─── INFORMATION

//! Gap repair and resampling of groups onto a uniform time grid.
//!
//! Each group is first snapped onto an ideal grid at the source period, with
//! missing slots filled by linear interpolation, then aggregated into buckets
//! of the target period by arithmetic mean.

use crate::core::partition::Group;
use crate::core::record::Record;
use crate::core::timestamp::is_valid_epoch_ms;
use statrs::statistics::Statistics;
use std::collections::{BTreeMap, BTreeSet};

/// Milliseconds in a day. Target buckets are anchored at UTC midnight.
const DAY_MS: i64 = 86_400_000;

/// Number of numeric sensor axes carried by every record.
const AXES: usize = 6;

/// Sampling period in whole milliseconds for a rate in Hz.
///
/// Returns `None` when the rate is not positive or the period would be
/// shorter than one millisecond.
pub fn period_ms(rate_hz: f64) -> Option<i64> {
    if !(rate_hz.is_finite() && rate_hz > 0.0) {
        return None;
    }
    let period = (1000.0 / rate_hz) as i64;
    (period >= 1).then_some(period)
}

/// Round `time` to the nearest multiple of `period`, ties to even.
pub fn round_to_period(time: i64, period: i64) -> i64 {
    let quotient = time.div_euclid(period);
    let remainder = time.rem_euclid(period);
    let twice = remainder * 2;
    let quotient = if twice > period || (twice == period && quotient % 2 != 0) {
        quotient + 1
    } else {
        quotient
    };
    quotient * period
}

/// Bookkeeping for one resampled group.
#[derive(Debug, Clone, Default, PartialEq, Eq)]
pub struct ResampleStats {
    /// Records without a valid time, including out-of-range ones
    pub invalid_time: usize,
    /// Records whose rounded time collided with an earlier record
    pub duplicates: usize,
    /// Ideal source-grid slots that had no record
    pub gaps_filled: usize,
    /// Records emitted at the target period
    pub output_records: usize,
}

impl ResampleStats {
    pub fn merge(&mut self, other: &ResampleStats) {
        self.invalid_time += other.invalid_time;
        self.duplicates += other.duplicates;
        self.gaps_filled += other.gaps_filled;
        self.output_records += other.output_records;
    }
}

/// Resample a single group from `source_period` to `target_period` (both in ms).
///
/// Records without a time, or with a time beyond 13 digits, are dropped. A
/// group with no valid time produces an empty group.
pub fn resample_group(
    group: &Group,
    source_period: i64,
    target_period: i64,
) -> (Group, ResampleStats) {
    let mut stats = ResampleStats::default();

    // Snap to the source grid; the first record wins a collision.
    let mut slots: BTreeMap<i64, &Record> = BTreeMap::new();
    for record in &group.records {
        match record.time {
            Some(t) if is_valid_epoch_ms(t) => {
                let rounded = round_to_period(t, source_period);
                if slots.contains_key(&rounded) {
                    stats.duplicates += 1;
                } else {
                    slots.insert(rounded, record);
                }
            }
            _ => stats.invalid_time += 1,
        }
    }

    let (start, end) = match (slots.keys().next(), slots.keys().next_back()) {
        (Some(&start), Some(&end)) => (start, end),
        _ => {
            tracing::warn!(
                "Group {} has no valid timestamps, nothing to resample",
                group.key
            );
            return (Group::new(group.key.clone(), Vec::new()), stats);
        }
    };

    let slot_count = ((end - start) / source_period) as usize + 1;
    stats.gaps_filled = slot_count - slots.len();

    let extra_names: Vec<String> = slots
        .values()
        .flat_map(|r| r.extra.keys().cloned())
        .collect::<BTreeSet<_>>()
        .into_iter()
        .collect();

    let mut columns = vec![vec![f64::NAN; slot_count]; AXES + extra_names.len()];
    for (&time, record) in &slots {
        let slot = ((time - start) / source_period) as usize;
        for axis in 0..3 {
            columns[axis][slot] = record.acc[axis];
            columns[axis + 3][slot] = record.gyr[axis];
        }
        for (offset, name) in extra_names.iter().enumerate() {
            if let Some(&value) = record.extra.get(name) {
                columns[AXES + offset][slot] = value;
            }
        }
    }

    for column in &mut columns {
        interpolate_linear(column);
    }

    // Buckets at the target period, anchored at midnight of the first day.
    let origin = start.div_euclid(DAY_MS) * DAY_MS;
    let bucket_of = |t: i64| origin + (t - origin).div_euclid(target_period) * target_period;
    let first_bucket = bucket_of(start);
    let bucket_count = ((bucket_of(end) - first_bucket) / target_period) as usize + 1;

    let mut records = Vec::with_capacity(bucket_count);
    for bucket in 0..bucket_count {
        let bucket_start = first_bucket + bucket as i64 * target_period;
        let lo = div_ceil(bucket_start - start, source_period).clamp(0, slot_count as i64) as usize;
        let hi = div_ceil(bucket_start + target_period - start, source_period)
            .clamp(0, slot_count as i64) as usize;

        let means: Vec<f64> = columns
            .iter()
            .map(|column| bucket_mean(&column[lo..hi]))
            .collect();

        let mut record = Record::new(
            Some(bucket_start),
            &group.key,
            [means[0], means[1], means[2]],
            [means[3], means[4], means[5]],
        );
        for (offset, name) in extra_names.iter().enumerate() {
            record.extra.insert(name.clone(), means[AXES + offset]);
        }
        records.push(record);
    }

    stats.output_records = records.len();
    tracing::debug!(
        "Resampled group {}: {} slots -> {} records ({} gaps filled, {} duplicates, {} invalid)",
        group.key,
        slot_count,
        records.len(),
        stats.gaps_filled,
        stats.duplicates,
        stats.invalid_time
    );

    (Group::new(group.key.clone(), records), stats)
}

/// Resample every group, keeping group order and dropping groups left empty.
pub fn resample_groups(
    groups: &[Group],
    source_period: i64,
    target_period: i64,
) -> (Vec<Group>, ResampleStats) {
    let mut total = ResampleStats::default();
    let mut output = Vec::with_capacity(groups.len());
    for group in groups {
        let (resampled, stats) = resample_group(group, source_period, target_period);
        total.merge(&stats);
        if !resampled.is_empty() {
            output.push(resampled);
        }
    }
    (output, total)
}

/// Fill NaN runs by linear interpolation between the surrounding known values.
///
/// A trailing run repeats the last known value; a leading run stays NaN.
pub fn interpolate_linear(values: &mut [f64]) {
    let mut last_known: Option<usize> = None;
    for i in 0..values.len() {
        if values[i].is_nan() {
            continue;
        }
        if let Some(j) = last_known {
            let span = (i - j) as f64;
            let (from, to) = (values[j], values[i]);
            for k in (j + 1)..i {
                values[k] = from + (to - from) * ((k - j) as f64 / span);
            }
        }
        last_known = Some(i);
    }
    if let Some(j) = last_known {
        let last = values[j];
        for value in values.iter_mut().skip(j + 1) {
            *value = last;
        }
    }
}

fn bucket_mean(values: &[f64]) -> f64 {
    values.iter().filter(|v| !v.is_nan()).mean()
}

fn div_ceil(numerator: i64, denominator: i64) -> i64 {
    -(-numerator).div_euclid(denominator)
}

#[cfg(test)]
mod tests {
    use super::*;
    use crate::core::record::GroupKey;

    fn group_at(times: &[Option<i64>], values: &[f64]) -> Group {
        let key = GroupKey::new(1, "walk");
        let records = times
            .iter()
            .zip(values)
            .map(|(&t, &v)| Record::new(t, &key, [v, v * 2.0, -v], [v; 3]))
            .collect();
        Group::new(key, records)
    }

    fn assert_close(a: f64, b: f64) {
        assert!((a - b).abs() < 1e-9, "{a} != {b}");
    }

    #[test]
    fn test_period_ms() {
        assert_eq!(period_ms(20.0), Some(50));
        assert_eq!(period_ms(30.0), Some(33));
        assert_eq!(period_ms(2000.0), None);
        assert_eq!(period_ms(0.0), None);
        assert_eq!(period_ms(-5.0), None);
    }

    #[test]
    fn test_round_to_period_ties_to_even() {
        assert_eq!(round_to_period(74, 50), 50);
        assert_eq!(round_to_period(76, 50), 100);
        assert_eq!(round_to_period(25, 50), 0);
        assert_eq!(round_to_period(75, 50), 100);
        assert_eq!(round_to_period(125, 50), 100);
    }

    #[test]
    fn test_interpolate_linear() {
        let mut values = vec![f64::NAN, 1.0, f64::NAN, f64::NAN, 4.0, f64::NAN];
        interpolate_linear(&mut values);
        assert!(values[0].is_nan());
        assert_eq!(&values[1..], &[1.0, 2.0, 3.0, 4.0, 4.0]);
    }

    #[test]
    fn test_gap_interpolated_then_mean_aggregated() {
        // 20 Hz source with the 100 ms sample missing, resampled to 10 Hz
        let group = group_at(&[Some(0), Some(50), Some(150), Some(200)], &[0.0, 1.0, 3.0, 4.0]);
        let (resampled, stats) = resample_group(&group, 50, 100);

        assert_eq!(stats.gaps_filled, 1);
        let times: Vec<Option<i64>> = resampled.records.iter().map(|r| r.time).collect();
        assert_eq!(times, vec![Some(0), Some(100), Some(200)]);

        // Slot at 100 ms interpolates to 2.0
        let acc_x: Vec<f64> = resampled.records.iter().map(|r| r.acc[0]).collect();
        assert_close(acc_x[0], 0.5);
        assert_close(acc_x[1], 2.5);
        assert_close(acc_x[2], 4.0);
        assert_close(resampled.records[1].acc[1], 5.0);
        assert_close(resampled.records[1].acc[2], -2.5);
    }

    #[test]
    fn test_duplicates_keep_first() {
        let group = group_at(&[Some(0), Some(10), Some(52), Some(100)], &[1.0, 9.0, 2.0, 3.0]);
        let (resampled, stats) = resample_group(&group, 50, 50);

        assert_eq!(stats.duplicates, 1);
        let acc_x: Vec<f64> = resampled.records.iter().map(|r| r.acc[0]).collect();
        assert_eq!(acc_x, vec![1.0, 2.0, 3.0]);
    }

    #[test]
    fn test_invalid_times_dropped() {
        let group = group_at(&[Some(0), None, Some(50)], &[1.0, 100.0, 2.0]);
        let (resampled, stats) = resample_group(&group, 50, 50);
        assert_eq!(stats.invalid_time, 1);
        assert_eq!(resampled.len(), 2);
        assert!(resampled.records.iter().all(|r| r.acc[0] < 100.0));
    }

    #[test]
    fn test_out_of_range_times_are_invalid() {
        let group = group_at(
            &[Some(0), Some(i64::MAX - 1), Some(50), Some(i64::MIN)],
            &[1.0, 7.0, 2.0, 7.0],
        );
        let (resampled, stats) = resample_group(&group, 50, 100);
        assert_eq!(stats.invalid_time, 2);
        assert_eq!(resampled.len(), 1);
        assert_eq!(resampled.records[0].acc[0], 1.5);
    }

    #[test]
    fn test_all_invalid_yields_empty_group() {
        let group = group_at(&[None, None], &[1.0, 2.0]);
        let (resampled, stats) = resample_group(&group, 50, 100);
        assert!(resampled.is_empty());
        assert_eq!(stats.invalid_time, 2);
    }

    #[test]
    fn test_single_timestamp_yields_one_record() {
        let group = group_at(&[Some(1_000), Some(1_010)], &[1.0, 2.0]);
        let (resampled, _) = resample_group(&group, 50, 100);
        assert_eq!(resampled.len(), 1);
        assert_eq!(resampled.records[0].time, Some(1_000));
        assert_eq!(resampled.records[0].acc[0], 1.0);
    }

    #[test]
    fn test_resampling_at_own_rate_is_noop() {
        let base = 1_620_000_000_000_i64;
        let times: Vec<Option<i64>> = (0..20).map(|i| Some(base + i * 100)).collect();
        let values: Vec<f64> = (0..20).map(|i| (i as f64).sin()).collect();
        let group = group_at(&times, &values);

        let (once, _) = resample_group(&group, 100, 100);
        let (twice, _) = resample_group(&once, 100, 100);

        assert_eq!(once.len(), group.len());
        for ((a, b), original) in once.records.iter().zip(&twice.records).zip(&group.records) {
            assert_eq!(a.time, b.time);
            assert_eq!(a.time, original.time);
            assert_close(a.acc[0], b.acc[0]);
            assert_close(a.acc[0], original.acc[0]);
        }
    }

    #[test]
    fn test_identity_always_present() {
        let group = group_at(&[Some(0), Some(400)], &[0.0, 8.0]);
        let (resampled, _) = resample_group(&group, 50, 100);
        assert_eq!(resampled.len(), 5);
        assert!(resampled.records.iter().all(|r| r.key() == group.key));
    }

    #[test]
    fn test_upsampling_leaves_empty_buckets_nan() {
        let group = group_at(&[Some(0), Some(100)], &[0.0, 1.0]);
        let (resampled, _) = resample_group(&group, 100, 50);
        assert_eq!(resampled.len(), 3);
        assert_eq!(resampled.records[0].acc[0], 0.0);
        assert!(resampled.records[1].acc[0].is_nan());
        assert_eq!(resampled.records[2].acc[0], 1.0);
    }

    #[test]
    fn test_extra_columns_resampled() {
        let key = GroupKey::new(1, "walk");
        let mut a = Record::new(Some(0), &key, [0.0; 3], [0.0; 3]);
        a.extra.insert("hr".to_string(), 60.0);
        a.text.insert("note".to_string(), "x".to_string());
        let mut b = Record::new(Some(100), &key, [0.0; 3], [0.0; 3]);
        b.extra.insert("hr".to_string(), 70.0);
        let group = Group::new(key, vec![a, b]);

        let (resampled, _) = resample_group(&group, 50, 50);
        let hr: Vec<f64> = resampled.records.iter().map(|r| r.extra["hr"]).collect();
        assert_eq!(hr, vec![60.0, 65.0, 70.0]);
        assert!(resampled.records.iter().all(|r| r.text.is_empty()));
    }
}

──────

= WHAT YOU NEED TO DO =
Look above for the line containing "for k in (j". Output from there through the line containing "use super::*;", exactly and inclusively.

= COMPLETED TASK =
            for k in (j + 1)..i {
                values[k] = from + (to - from) * ((k - j) as f64 / span);
            }
        }
        last_known = Some(i);
    }
    if let Some(j) = last_known {
        let last = values[j];
        for value in values.iter_mut().skip(j + 1) {
            *value = last;
        }
    }
}

fn bucket_mean(values: &[f64]) -> f64 {
    values.iter().filter(|v| !v.is_nan()).mean()
}

fn div_ceil(numerator: i64, denominator: i64) -> i64 {
    -(-numerator).div_euclid(denominator)
}

#[cfg(test)]
mod tests {
    use super::*;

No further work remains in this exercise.